Department of Orthopedics & Traumatology, Shuguang Hospital Affiliated to the Shanghai University of Traditional Chinese Medicine, No. 528 Zhangheng Road, Pudong New Area, Shanghai, China.
University of Salford, School of Health Sciences, Manchester, M6 6PU, UK.
Sci Rep. 2024 Sep 17;14(1):21692. doi: 10.1038/s41598-024-72934-7.
Quantitative three-dimensional gait analysis has been used to evaluate the loading at the knee (i.e. external knee adduction moment, EKAM) during level ground walking in individuals with knee osteoarthritis (OA). The magnitude of EKAM can be influenced by some factors, such as knee marker position and foot placement angles in static calibration trials, which may lead to inaccurate functional assessments and intervention planning. This study aimed to clarify the effects of knee position during static calibration trials on the evaluation of knee loading during gait in individuals with medial knee OA. Seventeen individuals with medial knee OA completed three different static standing trials; (1) knee flexed at 0 degrees, (2) knee flexed at 15 degrees, and (3) knee flexed at 30 degrees before walking at their self-selected speed. A sixteen-camera three-dimensional VICON gait analysis system with four AMTI force platforms was used to collect the EKAM, knee adduction angular impulse (KAAI), knee joint center (KJC), and other knee kinematic and kinetic variables during gait. A repeated measures ANOVA was used to investigate the differences between conditions. The 1st peak of EKAM, the 1st peak EKAM arm, KAAI, and knee extension moment were significantly increased at the 15-degree and 30-degree conditions in comparison with the 0-degree condition (P < 0.05). Additionally, the knee flexion moment and knee external rotation moment were significantly reduced at the 15-degree and 30-degree conditions in comparison with the 0-degree condition (P < 0.05). All biomechanical variables were influenced by the localization of the KJC during static calibration trials. The changes in knee position during static trials significantly affected the 1st peak EKAM, KAAI, and other knee kinematics and kinetics variables during gait. Therefore, future studies should consider keeping the participants' knees in a consistent position during static trials between visits, as the variations in knee position could mask or exaggerate the differences between groups and interventions.
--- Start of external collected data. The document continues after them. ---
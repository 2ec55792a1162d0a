/// API route modules
pub mod auth;
pub mod favorites;
pub mod health;
pub mod player;
pub mod playlists;
pub mod songs;
pub mod stream;
pub mod upload;
pub mod users;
定量三维步态分析已被用于评估膝关节炎(OA)患者平地行走时膝关节的受力情况(即膝关节外展力矩,EKAM)。EKAM 的大小可能受到一些因素的影响,例如静态校准试验中膝关节标记位置和足部放置角度,这可能导致功能评估和干预计划不准确。本研究旨在阐明静态校准试验中膝关节位置对内侧膝 OA 患者步态中膝关节受力评估的影响。17 名内侧膝 OA 患者在行走前分别完成三种不同的静态站立试验:(1)膝关节 0 度弯曲,(2)膝关节 15 度弯曲,(3)膝关节 30 度弯曲。使用十六个摄像机三维 VICON 步态分析系统和四个 AMTI 力台收集 EKAM、膝关节内收角冲量(KAAI)、膝关节中心(KJC)和其他膝关节运动学和动力学变量。采用重复测量方差分析比较不同条件下的差异。与 0 度条件相比,15 度和 30 度条件下 EKAM 的第 1 个峰值、EKAM 臂的第 1 个峰值、KAAI 和膝关节伸展力矩明显增加(P<0.05)。此外,与 0 度条件相比,15 度和 30 度条件下膝关节屈曲力矩和膝关节外旋力矩明显减小(P<0.05)。所有生物力学变量都受到静态校准试验中 KJC 定位的影响。静态试验中膝关节位置的变化显著影响了步态中 EKAM 的第 1 个峰值、KAAI 和其他膝关节运动学和动力学变量。因此,未来的研究应该考虑在每次就诊时保持参与者膝关节在静态试验中的一致位置,因为膝关节位置的变化可能掩盖或夸大组间和干预间的差异。